*DATA*:
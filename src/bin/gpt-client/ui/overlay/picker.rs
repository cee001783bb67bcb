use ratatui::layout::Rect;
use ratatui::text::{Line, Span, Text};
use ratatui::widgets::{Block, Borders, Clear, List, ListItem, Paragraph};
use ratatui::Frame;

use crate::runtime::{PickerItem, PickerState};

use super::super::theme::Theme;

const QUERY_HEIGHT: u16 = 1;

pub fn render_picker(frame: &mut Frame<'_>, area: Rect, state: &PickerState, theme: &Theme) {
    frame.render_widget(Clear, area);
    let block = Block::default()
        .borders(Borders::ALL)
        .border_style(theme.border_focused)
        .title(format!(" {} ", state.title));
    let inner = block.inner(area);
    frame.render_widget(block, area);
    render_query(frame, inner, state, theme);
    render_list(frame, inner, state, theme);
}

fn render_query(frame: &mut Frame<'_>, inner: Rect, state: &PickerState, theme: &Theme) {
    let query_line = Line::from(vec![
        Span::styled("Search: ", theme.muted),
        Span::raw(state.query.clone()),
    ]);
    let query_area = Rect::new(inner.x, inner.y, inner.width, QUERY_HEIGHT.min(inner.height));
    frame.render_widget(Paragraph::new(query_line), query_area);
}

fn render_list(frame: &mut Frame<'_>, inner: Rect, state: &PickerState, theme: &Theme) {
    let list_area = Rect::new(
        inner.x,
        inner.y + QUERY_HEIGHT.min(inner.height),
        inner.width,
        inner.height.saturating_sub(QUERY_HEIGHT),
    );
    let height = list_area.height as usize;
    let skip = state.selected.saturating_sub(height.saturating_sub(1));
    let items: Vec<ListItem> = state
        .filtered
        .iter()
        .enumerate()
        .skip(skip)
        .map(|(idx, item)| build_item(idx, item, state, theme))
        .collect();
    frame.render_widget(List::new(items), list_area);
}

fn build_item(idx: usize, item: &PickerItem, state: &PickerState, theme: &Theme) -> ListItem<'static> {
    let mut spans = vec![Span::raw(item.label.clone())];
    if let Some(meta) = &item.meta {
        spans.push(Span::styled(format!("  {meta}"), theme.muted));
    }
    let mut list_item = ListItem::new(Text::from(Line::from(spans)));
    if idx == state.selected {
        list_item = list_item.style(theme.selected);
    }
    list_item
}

...

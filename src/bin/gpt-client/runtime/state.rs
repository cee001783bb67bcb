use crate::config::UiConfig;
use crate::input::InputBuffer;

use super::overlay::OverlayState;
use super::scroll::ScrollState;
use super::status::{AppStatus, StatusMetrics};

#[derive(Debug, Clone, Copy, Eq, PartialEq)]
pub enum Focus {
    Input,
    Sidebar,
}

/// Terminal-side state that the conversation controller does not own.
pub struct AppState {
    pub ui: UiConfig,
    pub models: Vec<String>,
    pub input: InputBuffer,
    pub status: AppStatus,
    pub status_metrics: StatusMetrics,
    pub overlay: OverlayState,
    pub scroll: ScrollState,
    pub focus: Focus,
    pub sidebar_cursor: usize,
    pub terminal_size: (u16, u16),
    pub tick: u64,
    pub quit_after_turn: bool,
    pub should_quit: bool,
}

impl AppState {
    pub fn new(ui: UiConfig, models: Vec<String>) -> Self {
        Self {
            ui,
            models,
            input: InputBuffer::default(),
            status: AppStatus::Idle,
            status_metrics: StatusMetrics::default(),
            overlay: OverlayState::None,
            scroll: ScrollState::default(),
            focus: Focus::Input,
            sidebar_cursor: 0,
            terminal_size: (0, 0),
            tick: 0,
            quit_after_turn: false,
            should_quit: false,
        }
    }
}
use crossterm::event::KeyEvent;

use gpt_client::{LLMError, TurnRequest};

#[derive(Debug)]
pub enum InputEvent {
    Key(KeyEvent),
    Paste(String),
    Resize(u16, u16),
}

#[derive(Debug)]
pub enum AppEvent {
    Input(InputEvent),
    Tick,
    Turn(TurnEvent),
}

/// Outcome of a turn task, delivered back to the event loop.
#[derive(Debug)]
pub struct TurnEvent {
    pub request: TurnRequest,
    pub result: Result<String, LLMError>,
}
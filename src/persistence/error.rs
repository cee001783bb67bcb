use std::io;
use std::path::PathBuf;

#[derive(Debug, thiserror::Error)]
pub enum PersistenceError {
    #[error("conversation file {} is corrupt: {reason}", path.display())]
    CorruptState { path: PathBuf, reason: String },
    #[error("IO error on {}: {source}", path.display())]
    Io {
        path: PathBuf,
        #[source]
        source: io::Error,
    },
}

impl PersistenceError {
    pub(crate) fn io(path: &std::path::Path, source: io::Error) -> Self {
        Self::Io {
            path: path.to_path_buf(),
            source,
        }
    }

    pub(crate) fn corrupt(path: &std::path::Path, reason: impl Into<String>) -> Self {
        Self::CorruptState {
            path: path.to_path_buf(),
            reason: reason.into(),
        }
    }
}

*YOUR INSTRUCTIONS*: Search the data for "bool". Copy each line that has it.

*SOLUTION BELOW*:
    pub quit_after_turn: bool,
    pub should_quit: bool,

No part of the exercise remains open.